**About this exercise**
Copy out exactly the lines below that run from the one holding "exactly once at" to the one holding "pub struct ChatMessage", keeping both of those lines and no others.

---------------

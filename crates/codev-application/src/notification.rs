//! Notifications pushed to the rendering layer.
//!
//! The UI is a pure consumer: it reads session state, renders these
//! notifications, and dispatches [`SessionCommand`]s back. Nothing here
//! blocks the session event loop; notifications ride an unbounded channel
//! and a dropped receiver is simply skipped.

use codev_core::message::{ChatMessage, Participant};
use codev_sandbox::OutputChunk;

/// A state change the rendering layer may want to reflect.
#[derive(Debug, Clone, PartialEq)]
pub enum SessionNotification {
    /// A message was appended to the log (local send or remote arrival).
    MessageAppended(ChatMessage),
    /// The agent replaced the project file tree.
    FileTreeReplaced,
    /// The sandbox announced a serving preview.
    PreviewReady { port: u16, url: String },
    /// A chunk of install/start output.
    SandboxOutput(OutputChunk),
    /// A sandbox operation failed; the user may retry.
    SandboxFailure(String),
    /// A file-tree save failed; the in-memory tree is still authoritative
    /// but the edit may not be durable.
    PersistenceWarning(String),
    /// An agent message violated the envelope protocol; its raw body was
    /// still appended to the log.
    ProtocolViolation(String),
    /// Transport-level channel failure; messages may be missing.
    ChannelError(String),
    /// A remote project service request failed.
    ServiceError(String),
    /// The project's collaborator list changed.
    CollaboratorsUpdated(Vec<Participant>),
}

/// A user intent dispatched from the rendering layer.
#[derive(Debug, Clone, PartialEq)]
pub enum SessionCommand {
    /// Send a chat message authored by the local participant.
    SendMessage(String),
    /// Edit one file of the project tree.
    EditFile { path: String, contents: String },
    /// Run the project in the sandbox.
    Run,
    /// Open a file in the editor surface.
    OpenFile(String),
    /// Point the preview at a different URL.
    SetPreviewUrl(String),
    /// Toggle a user in the add-collaborators working set.
    ToggleCollaborator(String),
    /// Commit the working set as a batch add.
    CommitCollaborators,
    /// Discard the working set.
    CancelCollaborators,
    /// End the session, tearing down the sandbox.
    Shutdown,
}
//! Service traits (ports) consumed by the session orchestrator.
//!
//! Implementations live in `codev-infrastructure`; tests use in-memory
//! mocks. All calls are simple request/response with no retries in the
//! core — failures surface to the user.

use crate::error::Result;
use crate::file_tree::FileTree;
use crate::message::{ChatMessage, Participant};
use crate::project::ProjectSnapshot;
use async_trait::async_trait;
use tokio::sync::mpsc;

/// Remote project service (HTTP CRUD, outside the core).
#[async_trait]
pub trait ProjectService: Send + Sync {
    /// Fetches a project snapshot by id.
    async fn fetch_project(&self, project_id: &str) -> Result<ProjectSnapshot>;

    /// Lists every known user (for the add-collaborators picker).
    async fn fetch_all_users(&self) -> Result<Vec<Participant>>;

    /// Creates a new project.
    async fn create_project(&self, name: &str) -> Result<ProjectSnapshot>;

    /// Grants the given users access to a project.
    async fn add_collaborators(&self, project_id: &str, user_ids: &[String]) -> Result<()>;

    /// Persists the current file tree.
    ///
    /// # Errors
    ///
    /// A failure here is a [`crate::CodevError::Persistence`]; the caller's
    /// in-memory tree remains authoritative.
    async fn save_file_tree(&self, project_id: &str, tree: &FileTree) -> Result<()>;
}

/// An event delivered on a channel subscription.
///
/// The channel guarantees at-most-once delivery per message and no ordering
/// across senders; the subscriber records interleaving as observed.
#[derive(Debug, Clone)]
pub enum ChannelEvent {
    /// A chat message from any participant (possibly our own echo).
    Message(ChatMessage),
    /// Transport-level delivery failure; the session continues with
    /// possibly-missing messages.
    DeliveryError(String),
}

/// Bidirectional realtime channel for a session topic.
#[async_trait]
pub trait RealtimeChannel: Send + Sync {
    /// Publishes a message to all subscribers of `topic`.
    async fn publish(&self, topic: &str, message: &ChatMessage) -> Result<()>;

    /// Subscribes to `topic`, returning the inbound event stream.
    async fn subscribe(&self, topic: &str) -> Result<mpsc::UnboundedReceiver<ChannelEvent>>;
}
//! Chat message types and classification.
//!
//! Messages arrive from the realtime channel in whatever interleaving the
//! channel delivers; the log records that order as observed (append-only, no
//! reordering, no deletion). Each message is classified exactly once at
//! ingestion into a [`Classified`] variant so downstream logic is exhaustive
//! and typed instead of re-checking the agent sentinel id.

use crate::error::{CodevError, Result};
use crate::file_tree::FileTree;
use serde::{Deserialize, Serialize};
use std::collections::HashSet;
use uuid::Uuid;

/// A participant in a session (human collaborator or the automated agent).
#[derive(Debug, Clone, PartialEq, Eq, Serialize, Deserialize)]
pub struct Participant {
    /// Unique participant identifier
    pub id: String,
    /// Name shown in the conversation
    pub display_name: String,
}

impl Participant {
    /// Reserved id denoting the automated agent.
    pub const AGENT_ID: &'static str = "ai";

    pub fn new(id: impl Into<String>, display_name: impl Into<String>) -> Self {
        Self {
            id: id.into(),
            display_name: display_name.into(),
        }
    }

    /// The automated agent participant.
    pub fn agent() -> Self {
        Self::new(Self::AGENT_ID, "AI")
    }

    /// Returns true if this participant is the automated agent.
    pub fn is_agent(&self) -> bool {
        self.id == Self::AGENT_ID
    }
}

/// A single chat message.
///
/// The `id` is assigned once at construction and is the message's identity
/// for de-duplication: a channel that echoes a sender's own publish back
/// delivers the same id, which the log refuses to append twice.
#[derive(Debug, Clone, PartialEq, Eq, Serialize, Deserialize)]
pub struct ChatMessage {
    /// Opaque message identity (UUID v4)
    pub id: Uuid,
    /// The participant who authored this message
    pub sender: Participant,
    /// Plain text for humans; a JSON envelope for the agent
    pub body: String,
    /// Timestamp when the message was created (ISO 8601 format)
    pub sent_at: String,
}

impl ChatMessage {
    /// Creates a new message with a fresh identity and the current time.
    pub fn new(sender: Participant, body: impl Into<String>) -> Self {
        Self {
            id: Uuid::new_v4(),
            sender,
            body: body.into(),
            sent_at: chrono::Utc::now().to_rfc3339(),
        }
    }
}

/// JSON envelope carried in the body of agent-authored messages.
#[derive(Debug, Clone, Serialize, Deserialize)]
pub struct AgentEnvelope {
    /// Markdown text shown in the conversation
    pub text: String,
    /// Optional proposed replacement for the whole project file tree
    #[serde(rename = "fileTree", default, skip_serializing_if = "Option::is_none")]
    pub file_tree: Option<FileTree>,
}

/// A message classified by sender kind.
#[derive(Debug, Clone, PartialEq)]
pub enum Classified {
    /// Plain text from a human collaborator.
    Human { body: String },
    /// Agent message with its envelope unpacked.
    Agent {
        text: String,
        file_tree: Option<FileTree>,
    },
}

/// Classifies a message by its sender kind.
///
/// Agent-authored bodies MUST be valid JSON with at least a `text` field;
/// anything else is a protocol error surfaced to the caller rather than
/// silently dropped, because dropping an agent message could desynchronize
/// the file tree the agent intended to deliver.
///
/// # Errors
///
/// Returns [`CodevError::Protocol`] when an agent body fails to parse.
pub fn classify(message: &ChatMessage) -> Result<Classified> {
    if !message.sender.is_agent() {
        return Ok(Classified::Human {
            body: message.body.clone(),
        });
    }

    let envelope: AgentEnvelope = serde_json::from_str(&message.body)
        .map_err(|e| CodevError::protocol(format!("malformed agent envelope: {}", e)))?;

    Ok(Classified::Agent {
        text: envelope.text,
        file_tree: envelope.file_tree,
    })
}

/// Ordered, append-only log of chat messages.
///
/// Arrival order is preserved exactly; entries are never mutated or removed
/// within a session.
#[derive(Debug, Default)]
pub struct MessageLog {
    entries: Vec<ChatMessage>,
    seen: HashSet<Uuid>,
}

impl MessageLog {
    pub fn new() -> Self {
        Self::default()
    }

    /// Appends a message unless its id was already appended.
    ///
    /// # Returns
    ///
    /// `true` if the message was appended, `false` if it was a duplicate.
    pub fn append(&mut self, message: ChatMessage) -> bool {
        if !self.seen.insert(message.id) {
            return false;
        }
        self.entries.push(message);
        true
    }

    /// All messages in arrival order.
    pub fn messages(&self) -> &[ChatMessage] {
        &self.entries
    }

    pub fn len(&self) -> usize {
        self.entries.len()
    }

    pub fn is_empty(&self) -> bool {
        self.entries.is_empty()
    }
}
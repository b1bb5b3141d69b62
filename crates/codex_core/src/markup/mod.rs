//! Lightweight markup dialect with entry cross-links.
//!
//! # Responsibility
//! - Turn untrusted plain text into escaped, structured HTML blocks.
//! - Resolve `[[Title]]` references against the live entry collection.
//!
//! # Invariants
//! - Rendering is total and deterministic for a given resolver state.
//! - No raw `<`, `&` or `"` from the input survives unescaped.

pub mod inline;
pub mod link;
pub mod render;

pub use inline::{escape_html, render_inline};
pub use link::{follow_link, LinkOutcome, LinkResolver, LinkTarget, NoLinks};
pub use render::{render_markup, render_markup_html, Block, RenderedMarkup};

---------------

**Answer to the problem**
//! reordering, no deletion). Each message is classified exactly once at
//! ingestion into a [`Classified`] variant so downstream logic is exhaustive
//! and typed instead of re-checking the agent sentinel id.

use crate::error::{CodevError, Result};
use crate::file_tree::FileTree;
use serde::{Deserialize, Serialize};
use std::collections::HashSet;
use uuid::Uuid;

/// A participant in a session (human collaborator or the automated agent).
#[derive(Debug, Clone, PartialEq, Eq, Serialize, Deserialize)]
pub struct Participant {
    /// Unique participant identifier
    pub id: String,
    /// Name shown in the conversation
    pub display_name: String,
}

impl Participant {
    /// Reserved id denoting the automated agent.
    pub const AGENT_ID: &'static str = "ai";

    pub fn new(id: impl Into<String>, display_name: impl Into<String>) -> Self {
        Self {
            id: id.into(),
            display_name: display_name.into(),
        }
    }

    /// The automated agent participant.
    pub fn agent() -> Self {
        Self::new(Self::AGENT_ID, "AI")
    }

    /// Returns true if this participant is the automated agent.
    pub fn is_agent(&self) -> bool {
        self.id == Self::AGENT_ID
    }
}

/// A single chat message.
///
/// The `id` is assigned once at construction and is the message's identity
/// for de-duplication: a channel that echoes a sender's own publish back
/// delivers the same id, which the log refuses to append twice.
#[derive(Debug, Clone, PartialEq, Eq, Serialize, Deserialize)]
pub struct ChatMessage {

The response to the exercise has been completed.